- Opening Delimiter -
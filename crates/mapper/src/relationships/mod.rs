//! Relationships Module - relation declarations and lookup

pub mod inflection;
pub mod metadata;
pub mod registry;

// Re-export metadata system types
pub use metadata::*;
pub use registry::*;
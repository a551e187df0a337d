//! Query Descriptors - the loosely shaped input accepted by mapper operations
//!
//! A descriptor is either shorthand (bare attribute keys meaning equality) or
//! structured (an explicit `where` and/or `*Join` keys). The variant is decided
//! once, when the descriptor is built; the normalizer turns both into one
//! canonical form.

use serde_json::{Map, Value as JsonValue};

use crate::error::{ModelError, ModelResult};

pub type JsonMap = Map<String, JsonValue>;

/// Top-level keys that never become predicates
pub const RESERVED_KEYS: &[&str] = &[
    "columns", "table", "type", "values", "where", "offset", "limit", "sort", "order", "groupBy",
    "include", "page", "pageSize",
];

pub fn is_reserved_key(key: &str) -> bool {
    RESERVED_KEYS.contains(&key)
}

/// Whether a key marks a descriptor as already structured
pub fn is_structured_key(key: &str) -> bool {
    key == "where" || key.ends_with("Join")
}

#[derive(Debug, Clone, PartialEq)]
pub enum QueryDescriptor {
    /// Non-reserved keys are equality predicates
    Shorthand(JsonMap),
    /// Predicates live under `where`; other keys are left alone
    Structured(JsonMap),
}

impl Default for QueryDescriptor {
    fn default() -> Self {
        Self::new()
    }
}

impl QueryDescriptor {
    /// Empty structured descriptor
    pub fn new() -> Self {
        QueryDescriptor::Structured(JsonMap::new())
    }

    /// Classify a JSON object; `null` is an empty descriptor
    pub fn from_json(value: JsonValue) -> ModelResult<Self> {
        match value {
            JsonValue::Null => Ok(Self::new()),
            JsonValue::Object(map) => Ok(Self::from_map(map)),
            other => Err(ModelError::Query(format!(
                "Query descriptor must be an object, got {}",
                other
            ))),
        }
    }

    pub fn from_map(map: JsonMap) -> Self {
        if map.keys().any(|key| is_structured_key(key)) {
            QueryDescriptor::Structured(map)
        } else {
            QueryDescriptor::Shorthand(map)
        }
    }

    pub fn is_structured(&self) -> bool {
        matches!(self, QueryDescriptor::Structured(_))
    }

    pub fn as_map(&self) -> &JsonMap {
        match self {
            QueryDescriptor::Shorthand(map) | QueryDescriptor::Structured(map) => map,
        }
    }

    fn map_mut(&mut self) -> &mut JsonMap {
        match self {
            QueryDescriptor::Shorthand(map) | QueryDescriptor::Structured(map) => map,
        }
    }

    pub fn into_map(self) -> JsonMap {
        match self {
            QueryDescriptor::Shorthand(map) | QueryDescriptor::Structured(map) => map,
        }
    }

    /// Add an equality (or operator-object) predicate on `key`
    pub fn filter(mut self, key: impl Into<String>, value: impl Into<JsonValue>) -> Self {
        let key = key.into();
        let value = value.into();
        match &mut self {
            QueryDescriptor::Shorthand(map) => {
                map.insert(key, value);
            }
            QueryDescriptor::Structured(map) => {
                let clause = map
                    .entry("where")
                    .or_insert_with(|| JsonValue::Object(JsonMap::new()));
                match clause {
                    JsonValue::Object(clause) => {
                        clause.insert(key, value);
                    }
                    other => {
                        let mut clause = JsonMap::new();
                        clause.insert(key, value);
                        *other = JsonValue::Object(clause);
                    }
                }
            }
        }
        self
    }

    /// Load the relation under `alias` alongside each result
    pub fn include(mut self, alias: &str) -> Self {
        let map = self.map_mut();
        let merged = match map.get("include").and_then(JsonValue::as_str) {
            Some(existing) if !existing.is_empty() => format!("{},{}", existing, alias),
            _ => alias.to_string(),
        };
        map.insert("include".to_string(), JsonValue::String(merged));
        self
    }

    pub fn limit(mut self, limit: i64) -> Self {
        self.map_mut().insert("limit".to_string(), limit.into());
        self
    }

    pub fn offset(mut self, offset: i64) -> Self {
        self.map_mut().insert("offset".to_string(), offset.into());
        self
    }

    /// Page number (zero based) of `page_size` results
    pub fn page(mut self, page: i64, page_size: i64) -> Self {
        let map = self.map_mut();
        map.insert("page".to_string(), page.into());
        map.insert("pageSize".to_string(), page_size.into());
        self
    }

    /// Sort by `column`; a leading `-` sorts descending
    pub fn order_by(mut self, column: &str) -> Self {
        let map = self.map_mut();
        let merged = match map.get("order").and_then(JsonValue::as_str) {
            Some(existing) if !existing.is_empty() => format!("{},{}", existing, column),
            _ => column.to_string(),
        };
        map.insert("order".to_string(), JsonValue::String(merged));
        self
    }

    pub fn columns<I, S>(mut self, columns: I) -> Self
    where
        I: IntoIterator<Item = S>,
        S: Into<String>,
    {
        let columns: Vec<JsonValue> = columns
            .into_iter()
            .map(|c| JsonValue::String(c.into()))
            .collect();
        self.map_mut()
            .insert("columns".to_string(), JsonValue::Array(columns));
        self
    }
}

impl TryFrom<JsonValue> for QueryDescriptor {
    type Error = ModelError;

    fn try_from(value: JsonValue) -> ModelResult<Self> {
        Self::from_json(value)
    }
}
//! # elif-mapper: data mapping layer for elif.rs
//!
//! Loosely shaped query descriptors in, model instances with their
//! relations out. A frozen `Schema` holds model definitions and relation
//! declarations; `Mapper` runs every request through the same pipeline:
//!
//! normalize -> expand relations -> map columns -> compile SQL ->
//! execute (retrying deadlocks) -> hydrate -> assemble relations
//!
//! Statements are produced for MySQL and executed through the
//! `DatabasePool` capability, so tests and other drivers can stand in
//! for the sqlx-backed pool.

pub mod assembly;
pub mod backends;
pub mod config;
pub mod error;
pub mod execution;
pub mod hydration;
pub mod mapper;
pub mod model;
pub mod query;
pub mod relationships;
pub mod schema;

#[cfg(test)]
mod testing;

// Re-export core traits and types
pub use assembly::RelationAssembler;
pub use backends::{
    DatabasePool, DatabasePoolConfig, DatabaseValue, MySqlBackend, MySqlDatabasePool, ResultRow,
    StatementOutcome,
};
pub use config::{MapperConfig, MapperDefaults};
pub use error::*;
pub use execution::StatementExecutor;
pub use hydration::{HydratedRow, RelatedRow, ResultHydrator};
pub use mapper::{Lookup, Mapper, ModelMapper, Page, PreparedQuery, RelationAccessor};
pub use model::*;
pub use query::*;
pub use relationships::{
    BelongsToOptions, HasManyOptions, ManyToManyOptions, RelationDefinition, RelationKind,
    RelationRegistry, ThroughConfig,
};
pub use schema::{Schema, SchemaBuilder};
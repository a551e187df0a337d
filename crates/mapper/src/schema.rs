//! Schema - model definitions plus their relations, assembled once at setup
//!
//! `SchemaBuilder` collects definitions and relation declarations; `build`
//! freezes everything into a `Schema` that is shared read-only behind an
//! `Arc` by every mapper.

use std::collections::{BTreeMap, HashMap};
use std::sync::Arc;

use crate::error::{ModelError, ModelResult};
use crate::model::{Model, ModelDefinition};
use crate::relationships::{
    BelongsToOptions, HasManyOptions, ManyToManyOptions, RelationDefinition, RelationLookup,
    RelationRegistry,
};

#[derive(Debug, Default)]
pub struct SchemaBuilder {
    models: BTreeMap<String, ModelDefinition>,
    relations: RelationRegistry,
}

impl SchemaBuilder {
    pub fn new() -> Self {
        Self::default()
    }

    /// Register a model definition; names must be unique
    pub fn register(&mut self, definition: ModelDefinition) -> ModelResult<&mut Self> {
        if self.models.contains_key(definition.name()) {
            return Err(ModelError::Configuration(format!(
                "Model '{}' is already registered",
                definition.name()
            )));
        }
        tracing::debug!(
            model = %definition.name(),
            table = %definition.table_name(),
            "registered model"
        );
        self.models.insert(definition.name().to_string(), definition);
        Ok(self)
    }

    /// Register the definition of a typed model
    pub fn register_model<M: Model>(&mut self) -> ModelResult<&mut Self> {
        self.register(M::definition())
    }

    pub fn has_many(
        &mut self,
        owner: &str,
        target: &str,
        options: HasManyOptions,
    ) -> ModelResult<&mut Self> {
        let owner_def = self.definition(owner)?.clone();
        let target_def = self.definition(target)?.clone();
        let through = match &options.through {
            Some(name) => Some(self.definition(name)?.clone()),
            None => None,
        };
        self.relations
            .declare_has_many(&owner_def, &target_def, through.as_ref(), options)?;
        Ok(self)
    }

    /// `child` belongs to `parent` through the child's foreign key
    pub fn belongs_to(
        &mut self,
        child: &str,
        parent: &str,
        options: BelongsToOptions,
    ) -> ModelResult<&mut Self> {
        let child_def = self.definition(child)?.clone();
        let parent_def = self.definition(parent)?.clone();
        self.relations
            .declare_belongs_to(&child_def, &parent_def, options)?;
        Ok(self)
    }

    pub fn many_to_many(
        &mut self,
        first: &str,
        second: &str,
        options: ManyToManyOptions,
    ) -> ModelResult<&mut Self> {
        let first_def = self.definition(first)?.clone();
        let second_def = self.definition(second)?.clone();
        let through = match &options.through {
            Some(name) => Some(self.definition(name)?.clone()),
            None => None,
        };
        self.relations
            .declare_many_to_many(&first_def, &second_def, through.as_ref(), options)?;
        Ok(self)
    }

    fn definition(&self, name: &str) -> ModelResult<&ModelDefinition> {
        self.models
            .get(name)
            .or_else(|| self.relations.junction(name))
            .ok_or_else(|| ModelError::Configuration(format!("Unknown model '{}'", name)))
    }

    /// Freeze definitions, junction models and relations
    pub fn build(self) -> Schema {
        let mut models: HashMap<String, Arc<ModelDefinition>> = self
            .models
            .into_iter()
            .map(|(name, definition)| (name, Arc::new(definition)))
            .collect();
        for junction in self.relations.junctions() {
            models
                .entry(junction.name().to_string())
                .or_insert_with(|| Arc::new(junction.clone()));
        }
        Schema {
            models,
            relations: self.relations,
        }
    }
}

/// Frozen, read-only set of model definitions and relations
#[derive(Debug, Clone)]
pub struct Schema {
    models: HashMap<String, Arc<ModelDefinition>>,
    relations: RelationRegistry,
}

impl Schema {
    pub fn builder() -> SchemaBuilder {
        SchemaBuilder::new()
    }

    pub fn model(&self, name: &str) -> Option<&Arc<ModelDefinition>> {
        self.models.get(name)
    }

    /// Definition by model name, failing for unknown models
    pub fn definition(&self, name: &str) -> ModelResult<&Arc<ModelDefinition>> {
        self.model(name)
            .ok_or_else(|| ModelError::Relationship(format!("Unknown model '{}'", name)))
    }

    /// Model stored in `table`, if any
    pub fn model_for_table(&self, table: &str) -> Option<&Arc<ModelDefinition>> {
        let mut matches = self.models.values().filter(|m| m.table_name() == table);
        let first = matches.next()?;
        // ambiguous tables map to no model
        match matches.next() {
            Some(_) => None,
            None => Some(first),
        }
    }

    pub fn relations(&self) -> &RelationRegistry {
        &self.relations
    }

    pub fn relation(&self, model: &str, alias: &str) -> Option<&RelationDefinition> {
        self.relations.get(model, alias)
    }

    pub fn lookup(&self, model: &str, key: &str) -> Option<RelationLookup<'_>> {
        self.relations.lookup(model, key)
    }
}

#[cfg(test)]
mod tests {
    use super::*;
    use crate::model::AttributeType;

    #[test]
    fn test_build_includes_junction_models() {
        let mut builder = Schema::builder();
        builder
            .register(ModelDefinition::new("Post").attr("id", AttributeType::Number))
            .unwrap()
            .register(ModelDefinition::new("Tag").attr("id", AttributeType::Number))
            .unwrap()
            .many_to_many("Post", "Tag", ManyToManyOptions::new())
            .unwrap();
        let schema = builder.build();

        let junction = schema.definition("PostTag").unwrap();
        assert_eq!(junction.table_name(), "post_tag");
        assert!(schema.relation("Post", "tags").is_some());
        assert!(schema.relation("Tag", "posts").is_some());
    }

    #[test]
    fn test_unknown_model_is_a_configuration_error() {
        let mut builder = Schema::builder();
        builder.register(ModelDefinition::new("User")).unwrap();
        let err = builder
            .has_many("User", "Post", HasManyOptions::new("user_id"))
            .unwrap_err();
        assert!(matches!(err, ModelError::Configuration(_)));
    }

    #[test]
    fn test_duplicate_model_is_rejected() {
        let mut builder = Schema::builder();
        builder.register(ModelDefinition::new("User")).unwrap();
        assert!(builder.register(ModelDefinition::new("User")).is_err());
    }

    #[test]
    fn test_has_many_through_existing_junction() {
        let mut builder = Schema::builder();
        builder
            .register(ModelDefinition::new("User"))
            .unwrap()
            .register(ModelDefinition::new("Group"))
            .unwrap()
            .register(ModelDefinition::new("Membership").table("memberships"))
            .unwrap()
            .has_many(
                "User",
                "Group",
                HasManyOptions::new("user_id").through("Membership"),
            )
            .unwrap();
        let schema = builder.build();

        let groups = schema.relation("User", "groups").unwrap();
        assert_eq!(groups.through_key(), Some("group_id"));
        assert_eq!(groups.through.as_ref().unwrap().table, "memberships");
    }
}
- Closing Delimiter -
Could you transcribe the entries exactly, from the first line through the line containing "variant is decided", and give nothing more?

filename crates/mapper/src/relationships/mod.rs
//! Relationships Module - relation declarations and lookup

pub mod inflection;
pub mod metadata;
pub mod registry;

// Re-export metadata system types
pub use metadata::*;
pub use registry::*;
repository a551e187df0a337d
//! Query Descriptors - the loosely shaped input accepted by mapper operations
//!
//! A descriptor is either shorthand (bare attribute keys meaning equality) or
//! structured (an explicit `where` and/or `*Join` keys). The variant is decided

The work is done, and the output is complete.